From the first line of the data below, repeat each line exactly until you reach the line with "values sharpen probabilities."; include that line too.
(Listed entries)
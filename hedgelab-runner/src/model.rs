//! Reference classifier: standardised nearest centroid.
//!
//! Each class is represented by the mean of its standardised training rows.
//! Probabilities are a softmax over negative Euclidean distances scaled by a
//! temperature. Non-finite feature values are imputed with the training mean.

use serde::{Deserialize, Serialize};

use crate::classifier::{Classifier, ModelError, Trainer};
use crate::labels;
use crate::table::FeatureTable;

/// Hyperparameters of [`NearestCentroid`].
#[derive(Debug, Clone, PartialEq, Serialize, Deserialize)]
#[serde(default)]
pub struct NearestCentroidParams {
    /// Softmax temperature; lower values sharpen probabilities.
    pub temperature: f64,
    /// Scale features to zero mean and unit variance before measuring distance.
    pub standardize: bool,
}

impl Default for NearestCentroidParams {
    fn default() -> Self {
        Self {
            temperature: 1.0,
            standardize: true,
        }
    }
}

impl NearestCentroidParams {
    pub fn validate(&self) -> Result<(), ModelError> {
        if !(self.temperature.is_finite() && self.temperature > 0.0) {
            return Err(ModelError::InvalidParam {
                name: "temperature".into(),
                reason: format!("must be finite and positive, got {}", self.temperature),
            });
        }
        Ok(())
    }
}

/// Fitted nearest-centroid model.
#[derive(Debug, Clone, Serialize, Deserialize)]
pub struct NearestCentroid {
    params: NearestCentroidParams,
    classes: Vec<u8>,
    means: Vec<f64>,
    scales: Vec<f64>,
    centroids: Vec<Vec<f64>>,
}

impl NearestCentroid {
    pub fn fit(table: &FeatureTable, params: &NearestCentroidParams) -> Result<Self, ModelError> {
        params.validate()?;
        if table.is_empty() {
            return Err(ModelError::EmptyTrainingSet);
        }

        let width = table.feature_names().len();
        let rows = table.features();
        let (means, scales) = column_moments(rows, width, params.standardize);

        let mut sums: [Vec<f64>; 3] = [vec![0.0; width], vec![0.0; width], vec![0.0; width]];
        let mut counts = [0usize; 3];
        for (row, target) in rows.iter().zip(table.targets()) {
            let class = labels::encode(*target) as usize;
            counts[class] += 1;
            for (j, value) in row.iter().enumerate() {
                sums[class][j] += standardize(*value, means[j], scales[j]);
            }
        }

        let mut classes = Vec::new();
        let mut centroids = Vec::new();
        for class in 0..3 {
            if counts[class] == 0 {
                continue;
            }
            classes.push(class as u8);
            centroids.push(
                sums[class]
                    .iter()
                    .map(|s| s / counts[class] as f64)
                    .collect(),
            );
        }

        Ok(Self {
            params: params.clone(),
            classes,
            means,
            scales,
            centroids,
        })
    }

    pub fn params(&self) -> &NearestCentroidParams {
        &self.params
    }

    fn probabilities(&self, row: &[f64]) -> Vec<f64> {
        let z: Vec<f64> = row
            .iter()
            .enumerate()
            .map(|(j, v)| standardize(*v, self.means[j], self.scales[j]))
            .collect();
        let logits: Vec<f64> = self
            .centroids
            .iter()
            .map(|c| -euclidean(&z, c) / self.params.temperature)
            .collect();
        softmax(&logits)
    }
}

impl Classifier for NearestCentroid {
    fn classes(&self) -> &[u8] {
        &self.classes
    }

    fn predict_proba(&self, features: &[Vec<f64>]) -> Result<Vec<Vec<f64>>, ModelError> {
        features
            .iter()
            .map(|row| {
                if row.len() != self.means.len() {
                    return Err(ModelError::FeatureWidth {
                        expected: self.means.len(),
                        got: row.len(),
                    });
                }
                Ok(self.probabilities(row))
            })
            .collect()
    }
}

/// Fits a [`NearestCentroid`] with fixed hyperparameters.
#[derive(Debug, Clone, Default)]
pub struct NearestCentroidTrainer {
    pub params: NearestCentroidParams,
}

impl NearestCentroidTrainer {
    pub fn new(params: NearestCentroidParams) -> Self {
        Self { params }
    }
}

impl Trainer for NearestCentroidTrainer {
    type Model = NearestCentroid;

    fn train(&self, table: &FeatureTable) -> Result<NearestCentroid, ModelError> {
        NearestCentroid::fit(table, &self.params)
    }
}

// ── Helpers ──────────────────────────────────────────────────────────

/// Per-column mean and standard deviation over finite values.
/// Without standardisation (or for constant columns) the scale is 1.
fn column_moments(rows: &[Vec<f64>], width: usize, standardize: bool) -> (Vec<f64>, Vec<f64>) {
    let mut means = vec![0.0; width];
    let mut scales = vec![1.0; width];
    for j in 0..width {
        let finite: Vec<f64> = rows.iter().map(|r| r[j]).filter(|v| v.is_finite()).collect();
        if finite.is_empty() {
            continue;
        }
        let mean = finite.iter().sum::<f64>() / finite.len() as f64;
        means[j] = mean;
        if standardize {
            let var = finite.iter().map(|v| (v - mean).powi(2)).sum::<f64>() / finite.len() as f64;
            let std = var.sqrt();
            if std > 1e-12 {
                scales[j] = std;
            }
        }
    }
    (means, scales)
}

fn standardize(value: f64, mean: f64, scale: f64) -> f64 {
    if value.is_finite() {
        (value - mean) / scale
    } else {
        0.0
    }
}

fn euclidean(a: &[f64], b: &[f64]) -> f64 {
    a.iter()
        .zip(b)
        .map(|(x, y)| (x - y).powi(2))
        .sum::<f64>()
        .sqrt()
}

fn softmax(logits: &[f64]) -> Vec<f64> {
    let max = logits.iter().copied().fold(f64::NEG_INFINITY, f64::max);
    let exps: Vec<f64> = logits.iter().map(|l| (l - max).exp()).collect();
    let total: f64 = exps.iter().sum();
    exps.iter().map(|e| e / total).collect()
}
(End Listed entries)
→ Answer section:
filename hedgelab-runner/src/model.rs
//! Reference classifier: standardised nearest centroid.
//!
//! Each class is represented by the mean of its standardised training rows.
//! Probabilities are a softmax over negative Euclidean distances scaled by a
//! temperature. Non-finite feature values are imputed with the training mean.

use serde::{Deserialize, Serialize};

use crate::classifier::{Classifier, ModelError, Trainer};
use crate::labels;
use crate::table::FeatureTable;

/// Hyperparameters of [`NearestCentroid`].
#[derive(Debug, Clone, PartialEq, Serialize, Deserialize)]
#[serde(default)]
pub struct NearestCentroidParams {
    /// Softmax temperature; lower values sharpen probabilities.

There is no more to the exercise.